If your business is based outside the UK offers goods or services to customers in the UK, or monitors their behaviour and conducts surveillance, you may have to designate the position of a UK Representative. The UK's applied EU GDPR regime is applicable to non-UK established entities that are performing activities in the UK. It has the same reach as EU GDPR, with limited exceptions. It is recommended that you take our free self-assessment and find out if you are subject to this obligation.

A Representative is appointed by the party appointing under a contract of service to act for that party in relation to certain obligations under the UK GDPR and EU GDPR, if applicable. In the UK this would typically involve facilitating communication between the appointing entity and Information Commissioner's Office or any data subjects that are affected in the UK. A Representative could be an individual or a business that is established in the UK. The appointing body must inform data subjects that the Representative will be processing their personal data and ensure that the identity of the individual or business is readily accessible to supervisory authorities.

The entity that is appointing the representative must provide the contact details of its representative to ICO and data subjects affected in the UK in accordance with Article 13 as well as 14 of UK GDPR. It is essential to make clear that the job of a Representative is separate from and incompatible with the role of a Data Protection Officer ("DPO") that requires a certain degree of autonomy and independence that cannot be provided by a Representative.

If you have to nominate an UK representative the process should be completed as soon as you can. This is because the requirement will be in effect immediately upon Brexit (if there is a 'hard' or 'no deal' Brexit) or after an implementation period (if there is a soft or 'with deal' Brexit). There is no grace period.

What are the requirements to become a UK representative?

According to UK data protection laws A representative is a person, or a business who is "designated" in writing by a company that doesn't have a physical presence in the UK however is subject to the law. The UK representative should be able to represent an entity in relation to its legal obligations. Contact details for representatives should also be readily available to UK residents whose personal details are being processed by a non-UK business.

The individual who is the UK Representative must be a senior member of the foreign media or business organisation and have been recruited and subsequently made an employee outside of the UK by the media or business. The visa applicant must intend to work as the UK representative for the media or business organisation full-time, and must not be engaged in other business activities in the UK.

Additionally, the visa applicant must prove that they have the necessary skills and experience to perform their role as a UK Representative, which will include acting as the local avon representative point of contact for any queries from data subjects and the UK data protection authorities.

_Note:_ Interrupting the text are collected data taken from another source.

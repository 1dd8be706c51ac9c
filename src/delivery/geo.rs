//! Great-circle distance.

use serde::{Deserialize, Serialize};

/// Mean Earth radius in statute miles.
pub const EARTH_RADIUS_MILES: f64 = 3958.8;

/// A point in decimal degrees.
#[derive(Debug, Clone, Copy, PartialEq, Serialize, Deserialize)]
pub struct Coordinates {
    pub lat: f64,
    pub lng: f64,
}

impl Coordinates {
    pub fn new(lat: f64, lng: f64) -> Self {
        Self { lat, lng }
    }

    /// True if both components are finite and within their ranges.
    pub fn is_valid(&self) -> bool {
        self.lat.is_finite()
            && self.lng.is_finite()
            && (-90.0..=90.0).contains(&self.lat)
            && (-180.0..=180.0).contains(&self.lng)
    }
}

impl std::str::FromStr for Coordinates {
    type Err = String;

    /// Parse `"lat,lng"`.
    fn from_str(s: &str) -> Result<Self, Self::Err> {
        let (lat, lng) = s
            .split_once(',')
            .ok_or_else(|| format!("expected 'lat,lng', got '{}'", s))?;
        let lat: f64 = lat
            .trim()
            .parse()
            .map_err(|e| format!("invalid latitude '{}': {}", lat.trim(), e))?;
        let lng: f64 = lng
            .trim()
            .parse()
            .map_err(|e| format!("invalid longitude '{}': {}", lng.trim(), e))?;

        let coords = Coordinates::new(lat, lng);
        if !coords.is_valid() {
            return Err(format!("coordinates out of range: {}", s));
        }
        Ok(coords)
    }
}

/// Haversine distance between two points, in miles.
pub fn haversine_miles(a: Coordinates, b: Coordinates) -> f64 {
    let (lat1, lat2) = (a.lat.to_radians(), b.lat.to_radians());
    let d_lat = (b.lat - a.lat).to_radians();
    let d_lng = (b.lng - a.lng).to_radians();

    let h = (d_lat / 2.0).sin().powi(2) + lat1.cos() * lat2.cos() * (d_lng / 2.0).sin().powi(2);
    let c = 2.0 * h.sqrt().atan2((1.0 - h).sqrt());
    EARTH_RADIUS_MILES * c
}
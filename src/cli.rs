// src/cli.rs

use clap::{Parser, Subcommand};
use secure_string::SecureString;
use std::path::PathBuf;

/// Command-line interface options for link-relay.
#[derive(Parser, Debug)]
#[command(
    name = "link-relay",
    version,
    about = "Forward Gmail sign-in links to Telegram",
    long_about = None
)]
pub struct Cli {
    /// Path to config file
    #[arg(short, long, default_value = "link-relay.yml")]
    pub config: PathBuf,

    /// IMAP server domain
    #[arg(short = 'H', long, env = "IMAP_HOST")]
    pub imap_host: Option<String>,

    /// IMAP username (the Gmail address being watched)
    #[arg(short = 'U', long, env = "IMAP_USER")]
    pub imap_username: Option<String>,

    /// IMAP password (app password; omit to use the stored OAuth token)
    #[arg(short = 'P', long, env = "IMAP_PASSWORD")]
    pub imap_password: Option<SecureString>,

    /// Telegram bot token
    #[arg(short = 'T', long, env = "TELEGRAM_BOT_TOKEN")]
    pub telegram_bot_token: Option<SecureString>,

    /// Telegram chat id of the recipient
    #[arg(short = 'C', long, env = "TELEGRAM_CHAT_ID")]
    pub telegram_chat_id: Option<String>,

    #[command(subcommand)]
    pub command: Option<Command>,
}

/// Mode selection. Defaults to `bot` when no subcommand is given.
#[derive(Subcommand, Debug, Clone)]
pub enum Command {
    /// One-time Gmail OAuth setup; saves the token file
    Auth,
    /// Long-lived bot: the recipient sends /link and gets the sign-in link
    Bot,
    /// Push the latest unread sign-in link once, then exit
    Forward {
        /// Fetch and print the extracted link only (no send, no mark read)
        #[arg(long)]
        dry_run: bool,
    },
    /// Run the forward cycle on a fixed interval
    Run {
        /// Seconds between runs (minimum 60)
        #[arg(long, default_value_t = 300, value_name = "SEC")]
        interval: u64,
    },
}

This is to ensure that the UK Representative has sufficient knowledge of and expertise in the UK data protection laws, and is able to respond to requests from individuals exercising their rights under the law, as well as any other inquiries or requests received from authorities dealing with data protection.

As the Brexit process continues it is likely that the UK data protection laws will change as time passes. In the present, however, it is expected for companies that are not based in the UK, but do business in the UK, and this hyperlink process personal data on individuals in the UK to nominate UK representatives.

This is because article 27 of the GDPR in the United Kingdom that was adopted as a UK national law, requires all entities that do not have any presence in the UK to nominate a UK representative for data protection. If you're not sure whether you need a UK representative for data protection it is advised to consult a qualified legal professional.